ECLI:NL:GHARL:2023:2298

Gerechtshof Arnhem-Leeuwarden

Datum uitspraak
17 maart 2023
Publicatiedatum
17 maart 2023
Zaaknummer
21-000177-22
Instantie
Gerechtshof Arnhem-Leeuwarden
Type
Uitspraak
Rechtsgebied
Strafrecht
Procedures
  • Hoger beroep
Vindplaatsen
  • Rechtspraak.nl
AI samenvatting door LexboostAutomatisch gegenereerd

Hoger beroep tegen vrijspraak van mishandeling van een hond

In deze zaak heeft het Gerechtshof Arnhem-Leeuwarden op 17 maart 2023 uitspraak gedaan in hoger beroep tegen een vonnis van de politierechter in de rechtbank Gelderland.
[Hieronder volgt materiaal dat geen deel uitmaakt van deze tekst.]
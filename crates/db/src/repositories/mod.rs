//! Repository layer.
//!
//! Each repository is a zero-sized struct providing async CRUD methods
//! that accept `&SqlitePool` as the first argument.

pub mod destination_image_repo;
pub mod destination_repo;
pub mod pending_cleanup_repo;
pub mod user_repo;

pub use destination_image_repo::DestinationImageRepo;
pub use destination_repo::DestinationRepo;
pub use pending_cleanup_repo::PendingCleanupRepo;
pub use user_repo::UserRepo;
//! Shared fixtures for media integration tests.

#![allow(dead_code)]

use std::io::Cursor;
use std::sync::atomic::{AtomicBool, Ordering};

use async_trait::async_trait;
use image::codecs::jpeg::JpegEncoder;
use image::{DynamicImage, ImageFormat, Rgb, RgbImage};
use tdm_core::storage::{MemoryStorage, Storage, StorageError, StorageResult};
use tdm_db::models::destination::{CreateDestination, Destination};
use tdm_db::repositories::DestinationRepo;
use tdm_db::DbPool;

pub async fn pool() -> DbPool {
    tdm_db::create_in_memory_pool().await.unwrap()
}

pub async fn destination(pool: &DbPool, name: &str) -> Destination {
    DestinationRepo::create(
        pool,
        &CreateDestination {
            name: name.to_string(),
            ..Default::default()
        },
    )
    .await
    .unwrap()
}

/// A busy, deterministic RGB pattern that compresses poorly.
pub fn noisy(width: u32, height: u32) -> RgbImage {
    RgbImage::from_fn(width, height, |x, y| {
        let v = x.wrapping_mul(2_654_435_761).wrapping_add(y.wrapping_mul(40_503));
        Rgb([(v >> 3) as u8, (v >> 11) as u8, (x ^ y) as u8])
    })
}

pub fn png_bytes(width: u32, height: u32) -> Vec<u8> {
    let mut buf = Cursor::new(Vec::new());
    DynamicImage::ImageRgb8(noisy(width, height))
        .write_to(&mut buf, ImageFormat::Png)
        .unwrap();
    buf.into_inner()
}

pub fn jpeg_bytes(width: u32, height: u32, quality: u8) -> Vec<u8> {
    let mut buf = Vec::new();
    JpegEncoder::new_with_quality(&mut buf, quality)
        .encode_image(&noisy(width, height))
        .unwrap();
    buf
}

pub fn gif_bytes(width: u32, height: u32) -> Vec<u8> {
    let mut buf = Cursor::new(Vec::new());
    DynamicImage::ImageRgb8(noisy(width, height))
        .write_to(&mut buf, ImageFormat::Gif)
        .unwrap();
    buf.into_inner()
}

/// In-memory storage with switchable failure modes.
pub struct FlakyStorage {
    pub inner: MemoryStorage,
    pub fail_deletes: AtomicBool,
    pub corrupt_saves: AtomicBool,
}

impl FlakyStorage {
    pub fn new(name: &str) -> Self {
        Self {
            inner: MemoryStorage::new(name),
            fail_deletes: AtomicBool::new(false),
            corrupt_saves: AtomicBool::new(false),
        }
    }

    pub fn set_fail_deletes(&self, fail: bool) {
        self.fail_deletes.store(fail, Ordering::SeqCst);
    }

    pub fn set_corrupt_saves(&self, corrupt: bool) {
        self.corrupt_saves.store(corrupt, Ordering::SeqCst);
    }
}

#[async_trait]
impl Storage for FlakyStorage {
    fn name(&self) -> &str {
        self.inner.name()
    }

    async fn exists(&self, path: &str) -> StorageResult<bool> {
        self.inner.exists(path).await
    }

    async fn open(&self, path: &str) -> StorageResult<Vec<u8>> {
        self.inner.open(path).await
    }

    async fn save(&self, path: &str, data: &[u8]) -> StorageResult<()> {
        if self.corrupt_saves.load(Ordering::SeqCst) {
            let mut bad = data.to_vec();
            bad.push(0xFF);
            return self.inner.save(path, &bad).await;
        }
        self.inner.save(path, data).await
    }

    async fn delete(&self, path: &str) -> StorageResult<bool> {
        if self.fail_deletes.load(Ordering::SeqCst) {
            return Err(StorageError::Other(format!("device busy: {path}")));
        }
        self.inner.delete(path).await
    }

    async fn size(&self, path: &str) -> StorageResult<u64> {
        self.inner.size(path).await
    }

    async fn list(&self) -> StorageResult<Vec<String>> {
        self.inner.list().await
    }
}
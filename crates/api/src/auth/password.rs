//! Argon2id password hashing, verification, and strength validation.
//!
//! Hashes are stored in PHC string format so algorithm parameters and salt
//! travel with the hash itself.

use argon2::password_hash::rand_core::OsRng;
use argon2::password_hash::{PasswordHash, PasswordHasher, PasswordVerifier, SaltString};
use argon2::Argon2;

/// Minimum password length accepted when creating users.
pub const MIN_PASSWORD_LENGTH: usize = 8;

/// Hash a plaintext password using Argon2id with a random salt.
pub fn hash_password(password: &str) -> Result<String, argon2::password_hash::Error> {
    let salt = SaltString::generate(&mut OsRng);
    let hash = Argon2::default().hash_password(password.as_bytes(), &salt)?;
    Ok(hash.to_string())
}

/// Verify a plaintext password against a stored PHC-formatted hash.
///
/// Returns `Ok(true)` if the password matches, `Ok(false)` if it does not.
pub fn verify_password(password: &str, hash: &str) -> Result<bool, argon2::password_hash::Error> {
    let parsed_hash = PasswordHash::new(hash)?;
    match Argon2::default().verify_password(password.as_bytes(), &parsed_hash) {
        Ok(()) => Ok(true),
        Err(argon2::password_hash::Error::Password) => Ok(false),
        Err(e) => Err(e),
    }
}

/// Validate that a password meets the minimum length.
pub fn validate_password_strength(password: &str, min_length: usize) -> Result<(), String> {
    if password.chars().count() < min_length {
        return Err(format!(
            "Password must be at least {min_length} characters long"
        ));
    }
    Ok(())
}

#[cfg(test)]
mod tests {
    use super::*;

    #[test]
    fn test_hash_and_verify() {
        let password = "correct-horse-battery-staple";
        let hash = hash_password(password).expect("hashing should succeed");

        assert!(hash.starts_with("$argon2id$"), "expected argon2id PHC prefix");
        assert!(verify_password(password, &hash).expect("verify should succeed"));
    }

    #[test]
    fn test_wrong_password_fails() {
        let hash = hash_password("real-password").expect("hashing should succeed");
        let verified = verify_password("wrong-password", &hash).expect("verify should succeed");
        assert!(!verified);
    }

    #[test]
    fn test_malformed_hash_is_an_error() {
        assert!(verify_password("anything", "not-a-phc-string").is_err());
    }

    #[test]
    fn test_password_length_boundary() {
        let err = validate_password_strength("short", MIN_PASSWORD_LENGTH).unwrap_err();
        assert!(err.contains("at least 8 characters"));
        assert!(validate_password_strength("exactly8", MIN_PASSWORD_LENGTH).is_ok());
    }
}
//! Request extractors that gate write access.
//!
//! - [`auth::AuthUser`] -- Extracts the authenticated user from a JWT Bearer token.

pub mod auth;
De verdachte, een ervaren hondentrainer, was eerder vrijgesproken van mishandeling van een hond. De officier van justitie heeft hoger beroep ingesteld, waarna het hof de zaak opnieuw heeft beoordeeld. Tijdens de zitting op 3 maart 2023 heeft het hof de vordering van de advocaat-generaal gehoord, evenals de verdediging van de verdachte, vertegenwoordigd door mr. F.J.M. Kobossen.
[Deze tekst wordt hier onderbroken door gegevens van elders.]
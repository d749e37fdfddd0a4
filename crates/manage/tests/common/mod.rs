#![allow(dead_code)]

use std::collections::BTreeMap;
use std::io::Cursor;
use std::path::Path;
use std::sync::Arc;

use tdm_core::storage::{MediaSettings, MemoryStorage, StorageRegistry};
use tdm_db::models::destination::{CreateDestination, Destination};
use tdm_db::repositories::DestinationRepo;
use tdm_manage::context::ManageContext;

pub const MEDIA_URL: &str = "http://media.test/media/";

/// Handles on the in-memory backends behind a test context.
pub struct Backends {
    pub default: Arc<MemoryStorage>,
    pub archive: Arc<MemoryStorage>,
}

/// Context over an in-memory database and in-memory `default`/`archive` backends.
pub async fn context(media_root: &Path) -> (ManageContext, Backends) {
    let pool = tdm_db::create_in_memory_pool()
        .await
        .expect("in-memory pool should be created");
    let media = MediaSettings::new(media_root, MEDIA_URL, BTreeMap::new());

    let backends = Backends {
        default: Arc::new(MemoryStorage::new("default")),
        archive: Arc::new(MemoryStorage::new("archive")),
    };
    let mut registry = StorageRegistry::new();
    registry.insert(backends.default.clone());
    registry.insert(backends.archive.clone());

    let ctx = ManageContext::new(pool, media, "tdm.example").with_registry(registry);
    (ctx, backends)
}

pub async fn destination(ctx: &ManageContext, name: &str) -> Destination {
    let input = CreateDestination {
        name: name.to_string(),
        ..Default::default()
    };
    DestinationRepo::create(&ctx.pool, &input)
        .await
        .expect("destination should be created")
}

pub fn png_bytes(width: u32, height: u32) -> Vec<u8> {
    let img = image::RgbImage::from_fn(width, height, |x, y| {
        image::Rgb([(x * 7 % 256) as u8, (y * 5 % 256) as u8, ((x ^ y) % 256) as u8])
    });
    let mut out = Cursor::new(Vec::new());
    img.write_to(&mut out, image::ImageFormat::Png)
        .expect("png encoding should succeed");
    out.into_inner()
}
De tenlastelegging betrof het veroorzaken van pijn en letsel aan een hond in de periode van 1 tot en met 30 september 2019. De advocaat-generaal heeft betoogd dat de verdachte de hond meerdere keren met een lijn heeft geslagen, wat door deskundigen als dierenmishandeling is gekwalificeerd. De verdediging heeft aangevoerd dat de verdachte zich niet schuldig heeft gemaakt aan mishandeling, omdat hij de hond in een trainingssituatie corrigeerde. Het hof heeft echter geconcludeerd dat de gedragingen van de verdachte niet gerechtvaardigd waren en dat de hond pijn heeft ondervonden.
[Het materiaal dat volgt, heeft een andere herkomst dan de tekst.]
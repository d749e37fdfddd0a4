//! Handlers for `/destinations/{slug}/images`.
//!
//! An image requested under a destination it does not belong to is a 404.

use axum::extract::{Multipart, Path, State};
use axum::http::StatusCode;
use axum::Json;
use serde::Serialize;
use tdm_core::destination::validate_caption;
use tdm_core::error::CoreError;
use tdm_core::types::{DbId, Timestamp};
use tdm_db::models::image::{DestinationImage, UpdateDestinationImage};
use tdm_db::repositories::DestinationImageRepo;
use tdm_media::lifecycle;

use crate::error::{AppError, AppResult};
use crate::handlers::destination::find_by_slug;
use crate::middleware::auth::AuthUser;
use crate::response::DataResponse;
use crate::state::AppState;

/// Image as returned by the API: storage paths plus absolute URLs.
#[derive(Debug, Serialize)]
pub struct ImageView {
    pub id: DbId,
    pub destination_id: DbId,
    /// Absolute URL of the primary image.
    pub image: String,
    /// Absolute URL of the thumbnail, if one exists.
    pub thumbnail: Option<String>,
    pub image_path: String,
    pub thumbnail_path: Option<String>,
    pub caption: String,
    pub is_optimized: bool,
    pub created_at: Timestamp,
    pub updated_at: Timestamp,
}

impl ImageView {
    pub fn new(state: &AppState, image: DestinationImage) -> Self {
        let thumbnail_path = image.thumbnail_path.filter(|p| !p.is_empty());
        Self {
            id: image.id,
            destination_id: image.destination_id,
            image: state.media_url(&image.image_path),
            thumbnail: thumbnail_path.as_deref().map(|p| state.media_url(p)),
            image_path: image.image_path,
            thumbnail_path,
            caption: image.caption,
            is_optimized: image.is_optimized,
            created_at: image.created_at,
            updated_at: image.updated_at,
        }
    }
}

/// Request body for `PUT /destinations/{slug}/images/{id}`.
pub type UpdateImageRequest = UpdateDestinationImage;

fn image_not_found(id: DbId) -> AppError {
    AppError::Core(CoreError::NotFound {
        entity: "DestinationImage",
        id,
    })
}

/// GET /api/v1/destinations/{slug}/images
pub async fn list_by_destination(
    State(state): State<AppState>,
    Path(slug): Path<String>,
) -> AppResult<Json<DataResponse<Vec<ImageView>>>> {
    let destination = find_by_slug(&state, &slug).await?;
    let images = DestinationImageRepo::list_by_destination(&state.pool, destination.id)
        .await?
        .into_iter()
        .map(|image| ImageView::new(&state, image))
        .collect();
    Ok(Json(DataResponse { data: images }))
}

/// GET /api/v1/destinations/{slug}/images/{id}
pub async fn get_by_id(
    State(state): State<AppState>,
    Path((slug, id)): Path<(String, DbId)>,
) -> AppResult<Json<DataResponse<ImageView>>> {
    let destination = find_by_slug(&state, &slug).await?;
    let image = DestinationImageRepo::find_for_destination(&state.pool, destination.id, id)
        .await?
        .ok_or_else(|| image_not_found(id))?;
    Ok(Json(DataResponse {
        data: ImageView::new(&state, image),
    }))
}

/// POST /api/v1/destinations/{slug}/images
///
/// Multipart upload with a required `file` field and an optional `caption`.
/// The primary file is stored first, then its thumbnail is derived. A failed
/// thumbnail does not fail the upload.
pub async fn upload(
    State(state): State<AppState>,
    user: AuthUser,
    Path(slug): Path<String>,
    mut multipart: Multipart,
) -> AppResult<(StatusCode, Json<DataResponse<ImageView>>)> {
    let destination = find_by_slug(&state, &slug).await?;

    let mut file_data: Option<(String, Vec<u8>)> = None;
    let mut caption = String::new();

    while let Some(field) = multipart
        .next_field()
        .await
        .map_err(|e| AppError::BadRequest(e.to_string()))?
    {
        let name = field.name().unwrap_or("").to_string();
        match name.as_str() {
            "file" => {
                let filename = field.file_name().unwrap_or("upload.jpg").to_string();
                let data = field
                    .bytes()
                    .await
                    .map_err(|e| AppError::BadRequest(e.to_string()))?;
                file_data = Some((filename, data.to_vec()));
            }
            "caption" => {
                caption = field
                    .text()
                    .await
                    .map_err(|e| AppError::BadRequest(e.to_string()))?;
            }
            _ => {} // ignore unknown fields
        }
    }

    let (filename, data) =
        file_data.ok_or_else(|| AppError::BadRequest("Missing required 'file' field".into()))?;
    if data.is_empty() {
        return Err(AppError::BadRequest("Uploaded file is empty".into()));
    }

    let image = lifecycle::add_image(
        &state.pool,
        state.storage.as_ref(),
        &state.thumbnail_policy,
        destination.id,
        &filename,
        &data,
        caption.trim(),
    )
    .await?;

    tracing::info!(
        image_id = image.id,
        destination_id = destination.id,
        user_id = user.user_id,
        bytes = data.len(),
        has_thumbnail = image.thumbnail_path.is_some(),
        "Uploaded destination image"
    );
    Ok((
        StatusCode::CREATED,
        Json(DataResponse {
            data: ImageView::new(&state, image),
        }),
    ))
}

/// PUT /api/v1/destinations/{slug}/images/{id}
///
/// Only the caption is editable; replacing the file means uploading a new image.
pub async fn update(
    State(state): State<AppState>,
    _user: AuthUser,
    Path((slug, id)): Path<(String, DbId)>,
    Json(input): Json<UpdateImageRequest>,
) -> AppResult<Json<DataResponse<ImageView>>> {
    if let Some(caption) = &input.caption {
        validate_caption(caption)?;
    }
    let destination = find_by_slug(&state, &slug).await?;
    DestinationImageRepo::find_for_destination(&state.pool, destination.id, id)
        .await?
        .ok_or_else(|| image_not_found(id))?;

    let image = DestinationImageRepo::update(&state.pool, id, &input)
        .await?
        .ok_or_else(|| image_not_found(id))?;
    Ok(Json(DataResponse {
        data: ImageView::new(&state, image),
    }))
}

/// DELETE /api/v1/destinations/{slug}/images/{id}
pub async fn delete(
    State(state): State<AppState>,
    user: AuthUser,
    Path((slug, id)): Path<(String, DbId)>,
) -> AppResult<StatusCode> {
    let destination = find_by_slug(&state, &slug).await?;
    let summary = lifecycle::delete_image(&state.pool, state.storage.as_ref(), destination.id, id)
        .await?
        .ok_or_else(|| image_not_found(id))?;

    tracing::info!(
        image_id = id,
        user_id = user.user_id,
        files_deleted = summary.files_deleted,
        files_pending = summary.files_pending,
        "Deleted destination image"
    );
    Ok(StatusCode::NO_CONTENT)
}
Het hof heeft het vonnis van de politierechter vernietigd en de verdachte schuldig bevonden aan het tenlastegelegde feit. De verdachte is veroordeeld tot een taakstraf van 60 uren, met de mogelijkheid van vervangende hechtenis indien deze niet naar behoren wordt verricht. Het hof heeft ook besloten tot onttrekking aan het verkeer van in beslag genomen voorwerpen die in verband staan met de zaak. De uitspraak is gedaan in het licht van de ernst van de feiten en de maatschappelijke verontwaardiging die is ontstaan door het handelen van de verdachte.

Uitspraak

Afdeling strafrecht
Parketnummer: 21-000177-22
Uitspraak d.d.: 17 maart 2023
TEGENSPRAAK
Verkort arrestvan de meervoudige kamer voor strafzaken van het gerechtshof Arnhem-Leeuwarden, zittingsplaats Arnhem, gewezen op het hoger beroep, ingesteld tegen het vonnis van de politierechter in de rechtbank Gelderland, zittingsplaats Zutphen, van 11 januari 2022 met parketnummer 05-187498-20 in de strafzaak tegen

[verdachte] ,

geboren te [geboorteplaats] op [geboortedag] 1961,
wonende te [woonplaats] , [adres] .

Het hoger beroep

De officier van justitie heeft tegen het hiervoor genoemde vonnis hoger beroep ingesteld.

Onderzoek van de zaak

Dit arrest is gewezen naar aanleiding van het onderzoek op de terechtzitting van het hof van 3 maart 2023 en, overeenkomstig het bepaalde bij artikel 422 van het Wetboek van Strafvordering, het onderzoek op de terechtzitting in eerste aanleg.
Het hof heeft kennisgenomen van de vordering van de advocaat-generaal. Deze vordering is na voorlezing aan het hof overgelegd. Het hof heeft voorts kennisgenomen van hetgeen door verdachte en zijn raadsman, mr. F.J.M. Kobossen, naar voren is gebracht.

Het vonnis waarvan beroep

De politierechter heeft verdachte ter zake van – kort gezegd – mishandeling van een hond vrijgesproken.
Het hof zal het vonnis waarvan beroep vernietigen omdat het tot een andere bewijsbeslissing komt en daarom opnieuw rechtdoen.

De tenlastelegging

Aan verdachte is – na wijziging van de tenlastelegging ter terechtzitting in hoger beroep –tenlastegelegd dat:
hij, in of omstreeks de periode van 1 september 2019 tot en met 30 september 2019 te [plaats] , gemeente [gemeente] , althans in Nederland, zonder redelijk doel en/of met overschrijding van hetgeen ter bereiking van zodanig doel toelaatbaar was, bij een dier, te weten een hond, pijn en/of letsel heeft veroorzaakt en/of de gezondheid en/of het welzijn van dat dier heeft benadeeld, immers heeft hij die hond meermalen, althans eenmaal, met een lijn en/of een touw, althans enig voorwerp, op/tegen het lichaam en/of op/tegen de kop, althans het lichaam, geslagen.
Voor zover in de tenlastelegging taal- en/of schrijffouten voorkomen, zijn deze in de bewezenverklaring verbeterd. De verdachte is daardoor niet geschaad in de verdediging.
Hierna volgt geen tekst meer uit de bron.